Was ist mit 50% in Regensberg überhaupt noch möglich?
Das wird sich zeigen! Wir haben einige Massnahmen definiert, wie wir auch unter den gegebenen Umständen möglichst schmerzfrei das Gemeindeleben weiterhin sinnvoll pflegen können. Sinnvoll heisst: Auch Angebote weiterzuführen, die nicht ins ‘absolute Muss’ fallen wie die sonntäglichen Gottesdienste, Seelsorge oder Konf-Unti. Das sind ohne Zweifel zentrale Säulen einer Kirchgemeinde.
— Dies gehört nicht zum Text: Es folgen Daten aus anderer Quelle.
use async_trait::async_trait;
use chrono::Utc;
use rust_decimal::Decimal;
use sea_orm::entity::prelude::*;
use sea_orm::{ActiveValue, Set};
use serde::{Deserialize, Serialize};
use uuid::Uuid;

#[derive(Debug, Clone, Copy, PartialEq, Eq, EnumIter, DeriveActiveEnum, Serialize, Deserialize)]
#[sea_orm(rs_type = "String", db_type = "String(StringLen::N(24))")]
pub enum OperationKind {
    #[sea_orm(string_value = "created")]
    Created,
    #[sea_orm(string_value = "started")]
    Started,
    #[sea_orm(string_value = "production_report")]
    ProductionReport,
    #[sea_orm(string_value = "paused")]
    Paused,
    #[sea_orm(string_value = "resumed")]
    Resumed,
    #[sea_orm(string_value = "cancelled")]
    Cancelled,
    #[sea_orm(string_value = "completed")]
    Completed,
}

/// Append-only operation log of a work order: one row per state transition
/// or production report, sequenced per order.
#[derive(Clone, Debug, PartialEq, DeriveEntityModel, Serialize, Deserialize)]
#[sea_orm(table_name = "work_order_operations")]
pub struct Model {
    #[sea_orm(primary_key)]
    pub id: i64,
    pub work_order_id: i64,
    pub sequence: i32,
    pub kind: OperationKind,
    #[sea_orm(column_type = "Decimal(Some((19, 4)))")]
    pub produced_delta: Decimal,
    #[sea_orm(column_type = "Decimal(Some((19, 4)))")]
    pub scrap_delta: Decimal,
    pub operator_id: Option<Uuid>,
    pub notes: Option<String>,
    pub created_at: DateTimeUtc,
}

#[derive(Copy, Clone, Debug, EnumIter, DeriveRelation)]
pub enum Relation {
    #[sea_orm(
        belongs_to = "super::work_order::Entity",
        from = "Column::WorkOrderId",
        to = "super::work_order::Column::Id"
    )]
    WorkOrder,
}

impl Related<super::work_order::Entity> for Entity {
    fn to() -> RelationDef {
        Relation::WorkOrder.def()
    }
}

#[async_trait]
impl ActiveModelBehavior for ActiveModel {
    async fn before_save<C>(self, _db: &C, _insert: bool) -> Result<Self, DbErr>
    where
        C: ConnectionTrait,
    {
        let mut active_model = self;
        if let ActiveValue::NotSet = active_model.created_at {
            active_model.created_at = Set(Utc::now());
        }
        Ok(active_model)
    }
}
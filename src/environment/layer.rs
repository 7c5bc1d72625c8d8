//! Environment variable layering.
//!
//! Resolution applies sources one after another onto a single
//! [`LayeredEnv`] accumulator. Later writes win, every entry remembers the
//! source that supplied its current value, and keys keep the position of
//! their first introduction.

use std::collections::HashMap;
use std::fmt;
use std::path::PathBuf;

use crate::config::RawEnvMap;

/// Where a resolved value came from, lowest precedence first.
#[derive(Debug, Clone, PartialEq, Eq)]
pub enum EnvSource {
    /// Copied from the host process environment.
    Host,
    /// Derived from discovered credentials.
    Credentials,
    /// Read from a `.env` file.
    EnvFile(PathBuf),
    /// Set explicitly in the configuration.
    Config,
}

impl fmt::Display for EnvSource {
    fn fmt(&self, f: &mut fmt::Formatter<'_>) -> fmt::Result {
        match self {
            Self::Host => write!(f, "host"),
            Self::Credentials => write!(f, "credentials"),
            Self::EnvFile(path) => write!(f, "env file {}", path.display()),
            Self::Config => write!(f, "config"),
        }
    }
}

/// A single resolved variable.
#[derive(Debug, Clone, PartialEq, Eq)]
pub struct ResolvedVar {
    /// Variable name.
    pub key: String,
    /// Winning value.
    pub value: String,
    /// Source of the winning value.
    pub source: EnvSource,
}

impl fmt::Display for ResolvedVar {
    fn fmt(&self, f: &mut fmt::Formatter<'_>) -> fmt::Result {
        write!(f, "{}={}", self.key, self.value)
    }
}

/// Ordered accumulator of resolved variables.
///
/// # Example
///
/// ```
/// use sandenv::environment::{EnvSource, LayeredEnv};
///
/// let mut env = LayeredEnv::new();
/// env.set("KEY", "base_value", EnvSource::Host);
/// env.set("HOST_ONLY", "from_host", EnvSource::Host);
/// env.set("KEY", "override_value", EnvSource::Config);
///
/// assert_eq!(env.get("KEY"), Some("override_value"));
/// assert_eq!(env.get("HOST_ONLY"), Some("from_host"));
/// assert_eq!(env.source_of("KEY"), Some(&EnvSource::Config));
/// assert_eq!(env.keys().collect::<Vec<_>>(), vec!["KEY", "HOST_ONLY"]);
/// ```
#[derive(Debug, Clone, Default)]
pub struct LayeredEnv {
    entries: Vec<ResolvedVar>,
    index: HashMap<String, usize>,
}

impl LayeredEnv {
    /// Create an empty accumulator.
    pub fn new() -> Self {
        Self::default()
    }

    /// Set a variable, replacing any earlier value and source.
    pub fn set(&mut self, key: impl Into<String>, value: impl Into<String>, source: EnvSource) {
        let key = key.into();
        let value = value.into();
        match self.index.get(&key).copied() {
            Some(pos) => {
                let entry = &mut self.entries[pos];
                entry.value = value;
                entry.source = source;
            }
            None => {
                self.index.insert(key.clone(), self.entries.len());
                self.entries.push(ResolvedVar { key, value, source });
            }
        }
    }

    /// Overlay every variable in `vars`, tagging each with `source`.
    pub fn overlay<K, V>(&mut self, vars: impl IntoIterator<Item = (K, V)>, source: &EnvSource)
    where
        K: Into<String>,
        V: Into<String>,
    {
        for (key, value) in vars {
            self.set(key, value, source.clone());
        }
    }

    /// Overlay a parsed env file.
    pub fn overlay_map(&mut self, vars: RawEnvMap, source: &EnvSource) {
        self.overlay(vars, source);
    }

    /// Get the resolved entry for a variable.
    pub fn entry(&self, key: &str) -> Option<&ResolvedVar> {
        self.index.get(key).map(|&pos| &self.entries[pos])
    }

    /// Get the resolved value for a variable.
    pub fn get(&self, key: &str) -> Option<&str> {
        self.entry(key).map(|e| e.value.as_str())
    }

    /// Get the source of a variable's value.
    pub fn source_of(&self, key: &str) -> Option<&EnvSource> {
        self.entry(key).map(|e| &e.source)
    }

    /// Check if a variable is set.
    pub fn contains(&self, key: &str) -> bool {
        self.index.contains_key(key)
    }

    /// Iterate over keys in first-introduced order.
    pub fn keys(&self) -> impl Iterator<Item = &str> {
        self.entries.iter().map(|e| e.key.as_str())
    }

    /// All entries in first-introduced order.
    pub fn entries(&self) -> &[ResolvedVar] {
        &self.entries
    }

    /// Consume the accumulator, yielding its entries.
    pub fn into_entries(self) -> Vec<ResolvedVar> {
        self.entries
    }

    /// Get the number of variables.
    pub fn len(&self) -> usize {
        self.entries.len()
    }

    /// Check if no variables are set.
    pub fn is_empty(&self) -> bool {
        self.entries.is_empty()
    }
}
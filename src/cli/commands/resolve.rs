//! Resolve command implementation.
//!
//! The `sandenv resolve` command prints the resolved environment as
//! `KEY=VALUE` lines, ready to be handed to a container launcher.

use std::path::{Path, PathBuf};

use crate::cli::args::ResolveArgs;
use crate::error::{Result, SandenvError};
use crate::ui::UserInterface;

use super::dispatcher::{Command, CommandResult};
use super::sources::ResolutionInputs;

/// The resolve command implementation.
pub struct ResolveCommand {
    project_root: PathBuf,
    config_path: Option<PathBuf>,
    args: ResolveArgs,
}

impl ResolveCommand {
    /// Create a new resolve command.
    pub fn new(project_root: &Path, config_path: Option<&Path>, args: ResolveArgs) -> Self {
        Self {
            project_root: project_root.to_path_buf(),
            config_path: config_path.map(Path::to_path_buf),
            args,
        }
    }
}

impl Command for ResolveCommand {
    fn execute(&self, ui: &mut dyn UserInterface) -> Result<CommandResult> {
        let Some(inputs) = ResolutionInputs::load_or_report(
            &self.project_root,
            self.config_path.as_deref(),
            &self.args.sources,
            ui,
        )?
        else {
            return Ok(CommandResult::failure(2));
        };

        let lines = inputs.resolve().to_env_strings();

        if self.args.json {
            let json =
                serde_json::to_string_pretty(&lines).map_err(|e| SandenvError::Other(e.into()))?;
            ui.data(&json);
        } else {
            for line in &lines {
                ui.data(line);
            }
        }

        if ui.output_mode().shows_detail() {
            ui.success(&format!("Resolved {} variable(s)", lines.len()));
        }

        Ok(CommandResult::success())
    }
}
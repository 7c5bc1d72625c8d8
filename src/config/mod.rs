//! Configuration loading and `.env` parsing for sandenv.
//!
//! - Schema definitions in [`schema`]
//! - File discovery and loading in [`loader`]
//! - Local override merging in [`merger`]
//! - `.env` parsing in [`env_file`]
//!
//! # Example
//!
//! ```
//! use sandenv::config::load_merged_config;
//! use tempfile::TempDir;
//! use std::fs;
//!
//! let temp = TempDir::new().unwrap();
//! let dir = temp.path().join(".sandenv");
//! fs::create_dir_all(&dir).unwrap();
//! fs::write(dir.join("config.yml"), "env_file: .env").unwrap();
//!
//! let config = load_merged_config(temp.path()).unwrap();
//! assert_eq!(config.env_file, Some(temp.path().join(".env")));
//! ```

pub mod env_file;
pub mod loader;
pub mod merger;
pub mod schema;

pub use env_file::{DiagnosticKind, EnvFileParser, LineDiagnostic, ParseOutput, RawEnvMap};
pub use loader::{
    find_project_root, load_config, load_config_file, load_credentials, load_merged_config,
    parse_config, ConfigPaths, CONFIG_DIR,
};
pub use merger::{deep_merge, merge_configs};
pub use schema::ResolutionConfig;
//! Error types for sandenv operations.
//!
//! This module defines [`SandenvError`], the error type used by the strict
//! loaders and the CLI, and a [`Result`] type alias for convenience.
//!
//! # Error Handling Strategy
//!
//! - Environment resolution itself never fails; missing or unreadable
//!   sources contribute nothing
//! - Use `SandenvError` where a caller asked for a specific file and needs
//!   to know it could not be loaded
//! - Use `anyhow::Error` (via `SandenvError::Other`) for unexpected errors

use std::path::PathBuf;
use thiserror::Error;

/// Core error type for sandenv operations.
#[derive(Debug, Error)]
pub enum SandenvError {
    /// Configuration file not found at expected location.
    #[error("Configuration not found: {path}")]
    ConfigNotFound { path: PathBuf },

    /// Failed to parse configuration file.
    #[error("Failed to parse config at {path}: {message}")]
    ConfigParseError { path: PathBuf, message: String },

    /// Failed to parse a discovered-credentials file.
    #[error("Failed to parse credentials at {path}: {message}")]
    CredentialsParseError { path: PathBuf, message: String },

    /// IO error wrapper.
    #[error("IO error: {0}")]
    Io(#[from] std::io::Error),

    /// Generic wrapped error for anyhow interop.
    #[error(transparent)]
    Other(#[from] anyhow::Error),
}

/// Result type alias for sandenv operations.
pub type Result<T> = std::result::Result<T, SandenvError>;
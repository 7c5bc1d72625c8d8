//! sandenv - Environment resolution for sandboxed runs.
//!
//! sandenv computes the exact set of environment variables handed to a
//! sandboxed container by layering four sources: a filtered snapshot of the
//! host environment, discovered credentials, a `.env` file, and explicit
//! configuration. Later layers win.
//!
//! # Modules
//!
//! - [`cli`] - Command-line interface and argument parsing
//! - [`config`] - Configuration loading and `.env` file parsing
//! - [`credentials`] - Discovered GitHub and Claude credentials
//! - [`environment`] - Layered environment resolution
//! - [`error`] - Error types and result aliases
//! - [`secrets`] - Secret detection and value masking
//! - [`ui`] - Terminal output
//!
//! # Example
//!
//! ```
//! use sandenv::config::ResolutionConfig;
//! use sandenv::credentials::DiscoveredCredentials;
//! use sandenv::environment::{EnvironmentResolver, HostEnv};
//!
//! let host = HostEnv::from_pairs([("GH_TOKEN", "ghp_host")]);
//! let config = ResolutionConfig::default().with_var("RUST_LOG", "debug");
//!
//! let resolved = EnvironmentResolver::new(host)
//!     .resolve(&config, &DiscoveredCredentials::default());
//!
//! assert_eq!(resolved.get("GITHUB_TOKEN"), Some("ghp_host"));
//! assert_eq!(resolved.get("RUST_LOG"), Some("debug"));
//! ```

pub mod cli;
pub mod config;
pub mod credentials;
pub mod environment;
pub mod error;
pub mod secrets;
pub mod ui;

pub use error::{Result, SandenvError};
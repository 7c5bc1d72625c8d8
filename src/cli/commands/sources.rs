//! Input loading shared by `resolve` and `explain`.

use std::path::Path;

use crate::cli::args::SourceArgs;
use crate::config::{load_config, load_credentials, RawEnvMap, ResolutionConfig};
use crate::credentials::DiscoveredCredentials;
use crate::environment::{EnvironmentResolver, HostEnv, ResolvedEnvironment};
use crate::error::{Result, SandenvError};
use crate::ui::UserInterface;

/// Everything the resolver needs, loaded from disk and CLI flags.
#[derive(Debug, Clone)]
pub struct ResolutionInputs {
    /// Loaded config with CLI overrides applied.
    pub config: ResolutionConfig,
    /// Loaded credentials, empty when no file was given.
    pub credentials: DiscoveredCredentials,
    /// Host snapshot, empty under `--no-host`.
    pub host: HostEnv,
}

impl ResolutionInputs {
    /// Load config, credentials and host environment.
    ///
    /// `--env-file` replaces the configured env file and `--set` entries are
    /// added to the config's explicit environment.
    pub fn load(
        project_root: &Path,
        config_path: Option<&Path>,
        args: &SourceArgs,
    ) -> Result<Self> {
        let mut config = load_config(project_root, config_path)?;
        if let Some(env_file) = &args.env_file {
            config.env_file = Some(env_file.clone());
        }
        config.environment.extend(args.set.iter().cloned());

        let credentials = match &args.credentials {
            Some(path) => load_credentials(path)?,
            None => DiscoveredCredentials::default(),
        };

        let host = if args.no_host {
            HostEnv::empty()
        } else {
            HostEnv::capture()
        };

        Ok(Self {
            config,
            credentials,
            host,
        })
    }

    /// Load inputs, reporting a missing file through `ui`.
    ///
    /// Returns `Ok(None)` when a named file does not exist; the caller
    /// should exit with code 2.
    pub fn load_or_report(
        project_root: &Path,
        config_path: Option<&Path>,
        args: &SourceArgs,
        ui: &mut dyn UserInterface,
    ) -> Result<Option<Self>> {
        match Self::load(project_root, config_path, args) {
            Ok(inputs) => Ok(Some(inputs)),
            Err(e @ SandenvError::ConfigNotFound { .. }) => {
                ui.error(&e.to_string());
                Ok(None)
            }
            Err(e) => Err(e),
        }
    }

    /// Run the resolver over these inputs.
    pub fn resolve(&self) -> ResolvedEnvironment {
        EnvironmentResolver::new(self.host.clone()).resolve(&self.config, &self.credentials)
    }

    /// Run the resolver with env file contents that were already read.
    pub fn resolve_with_env_file(&self, env_file: Option<(&Path, RawEnvMap)>) -> ResolvedEnvironment {
        EnvironmentResolver::new(self.host.clone()).resolve_with_env_file(
            &self.config,
            &self.credentials,
            env_file,
        )
    }
}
Aber Angebote wie Kontemplation, Bibelgespräche und Erwachsenenbildung insgesamt dienen der Gemeinschaftsbildung und dem lebendigen Austausch oftmals genauso und erreichen v.a. eine teils andere Zielgruppe. So versuchen wir, einen ausgewogenen Mittelweg zu gehen, indem wir das eine tun, aber das andere (nicht ganz) lassen.
Reichen 50% zum Leben oder wie organisieren Sie sich?
Nein, 50% reichen selbstverständlich nicht, um eine Familie zu ernähren. Das ist ein weiteres Problem, das ich kritisiere. Es gibt aufgrund besagter Kürzungen immer mehr Teilzeitstellen in Pfarrämtern, und wenn man mehr arbeiten muss oder will, muss man irgendwelche Kombinationen machen, die nicht immer praktikabel sind. Oder aber man wechselt die Stelle, was aber im Unterschied zu vielen anderen Berufen die ganze Familie betrifft, weil damit meistens ein Wohnortswechsel einher geht. Ich für meinen Teil habe mich nach wie vor für Regensberg entschieden, weil ich die Menschen und den Ort hier liebe und überdies das Glück habe, noch 40% an der Fachschule Nordwestschweiz in Brugg-Windisch arbeiten zu dürfen. Das gibt mir Einblick und Gestaltungsmöglichkeiten in einem noch ganz anderen Kontext als dem von Kirche.